# Internet Explorer Vs. Mozilla Firefox



## Gigs (Jul 8, 2004)

this has probably been talked about here before, but i'm really wondering which one of these browsers is better now... i've always used IE, but with all the spyware and crap out there now, i'm thinking of switching to Firefox... the way i see it, there are advantages to both browsers:

_Firefox:
- safer from spyware, but at the expense of some functionality
- tabs
- popup blocker

IE:
- web pages are built with IE in mind, thus IE has more of a chance to display most webpages correctly
- activeX and vbscript is supported, making IE more functional but less safe_

what bothers me about Firefox, is the lack of functionality, and the fact that webpage designers still usually design sites with IE in mind... i don't want to switch one set of problems for a new set of problems... so i may just have to get a BUSLOAD of spyware prevention programs and continue using IE...

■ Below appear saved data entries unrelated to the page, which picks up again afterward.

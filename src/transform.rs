//! Pure mapping from extracted records to normalized rows.

use crate::error::EtlError;
use crate::records::{ActivityRecord, CatalogRecord};
use crate::store::{ArtistRow, SongRow, SongplayCandidate, TimeRow, UserRow};
use chrono::{DateTime, Datelike, Timelike, Utc};
use std::path::Path;

/// The `page` value that marks a play event; every other event type is
/// discarded.
const SONG_PLAYED_PAGE: &str = "NextSong";

/// Row sets derived from one activity file.
#[derive(Debug, Default)]
pub struct ActivityBatch {
    pub times: Vec<TimeRow>,
    pub users: Vec<UserRow>,
    pub songplays: Vec<SongplayCandidate>,
}

/// Project one catalog file's single record into its song and artist rows.
pub fn transform_catalog(
    records: &[CatalogRecord],
    file: &Path,
) -> Result<(SongRow, ArtistRow), EtlError> {
    let record = match records {
        [record] => record,
        _ => {
            return Err(EtlError::Shape {
                file: file.to_path_buf(),
                count: records.len(),
            })
        }
    };

    let song = SongRow {
        song_id: record.song_id.clone(),
        title: record.title.clone(),
        artist_id: record.artist_id.clone(),
        year: record.year,
        duration: record.duration,
    };
    let artist = ArtistRow {
        artist_id: record.artist_id.clone(),
        name: record.artist_name.clone(),
        location: record.artist_location.clone(),
        latitude: record.artist_latitude,
        longitude: record.artist_longitude,
    };

    Ok((song, artist))
}

/// Filter one activity file's records down to play events and derive the
/// time, user and songplay row sets. An input with no play events yields
/// three empty sets.
///
/// `songplay_id` is the record's position within the file before
/// filtering. Weekday is Monday = 0; week numbers are ISO weeks.
pub fn transform_activity(records: &[ActivityRecord]) -> Result<ActivityBatch, EtlError> {
    let mut batch = ActivityBatch::default();

    for (index, record) in records.iter().enumerate() {
        if record.page != SONG_PLAYED_PAGE {
            continue;
        }

        let ts = DateTime::<Utc>::from_timestamp_millis(record.ts).ok_or(EtlError::Timestamp {
            index,
            ts: record.ts,
        })?;

        batch.times.push(TimeRow {
            start_time: record.ts,
            hour: ts.hour(),
            day: ts.day(),
            week: ts.iso_week().week(),
            month: ts.month(),
            year: ts.year(),
            weekday: ts.weekday().num_days_from_monday(),
        });

        let user_id = required(record.user_id.as_deref(), index, "userId")?;
        let level = required(record.level.as_deref(), index, "level")?;
        batch.users.push(UserRow {
            user_id: user_id.to_string(),
            first_name: required(record.first_name.as_deref(), index, "firstName")?.to_string(),
            last_name: required(record.last_name.as_deref(), index, "lastName")?.to_string(),
            gender: required(record.gender.as_deref(), index, "gender")?.to_string(),
            level: level.to_string(),
        });

        batch.songplays.push(SongplayCandidate {
            songplay_id: index as i64,
            start_time: record.ts,
            user_id: user_id.to_string(),
            level: level.to_string(),
            song_title: required(record.song.as_deref(), index, "song")?.to_string(),
            artist_name: required(record.artist.as_deref(), index, "artist")?.to_string(),
            duration: record.length.ok_or(EtlError::MissingField {
                index,
                field: "length",
            })?,
            session_id: record.session_id.ok_or(EtlError::MissingField {
                index,
                field: "sessionId",
            })?,
            location: record.location.clone(),
            user_agent: record.user_agent.clone(),
        });
    }

    Ok(batch)
}

fn required<'a>(
    value: Option<&'a str>,
    index: usize,
    field: &'static str,
) -> Result<&'a str, EtlError> {
    value.ok_or(EtlError::MissingField { index, field })
}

what does everyone else here think?... any opions or information you have is appreciated greatly... thanks in advance!


----------



## mike5532g (Jun 12, 2004)

I use Firefox probably 99% of the time. When I come across the occassional website that doesn't work too well with Firefox, I just use an extension I installed called "ieview". I just right click the webpage, select "view this page in IE" and Internet Explorer opens to that webpage.

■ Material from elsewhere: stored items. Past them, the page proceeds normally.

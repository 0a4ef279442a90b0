mod models;
mod schema;
mod store;
mod trait_def;

pub use models::{
    ArtistRow, SongMatch, SongRow, SongplayCandidate, SongplayRow, StoreStats, TimeRow, UserRow,
};
pub use store::SqliteAnalyticsStore;
pub use trait_def::AnalyticsStore;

I'm stuck using a very slow dialup connection and I've found that Firefox is much faster than IE.

I highly recommend you give it a try. After using tabbed browsing for a while, you may never go back to IE.

If you want to check out available extensions, just click this link.


----------



## KeithKman (Dec 29, 2002)

I tried Fire Fox and didn't like it. I'm used to IE...been using it since the old Windows 95 days. If I gave myself more time, I would probably have liked Fire Fox. I haven't had any problems with IE yet.


----------



## qwerty155 (Jun 23, 2004)

I'm with Mike on this one.
The simple answer is both.
I think the single biggest reason to use something other than IE is the spyware and hijackers that plague it.
I dont subscribe to the theory that IE is inherently more insecure or suseptable to attack than firefox, just that those writing malware concentrate almost exclusively on microsoft products (for fairly obvious reasons).

Give firefox a go. Tabbed browsing and built-in pop up blocker: what more can you want!!
And unfortunately I do end up back with IE for the small minority of sites that wont work.


----------



## southernlady (May 6, 2004)

I use Firefox 99% as well...for the same reason. I do use IE for Windows Updates and for the handful of sites that require IE but that's it. I prefer Firefox and can't wait for version 10 to come out. Liz


----------



## GrumpyHermit (May 23, 2004)

You'll still have to have IE for Windows Update and a few other functions: for example, if you use the advanced editing on Yahoo Mail or Lycos Mail, that feature is not available using Firefox. I really don't think that you'll notice a problem on 99% of websites that you visit; I have yet to visit a website that _looked_ wrong because I used Firefox.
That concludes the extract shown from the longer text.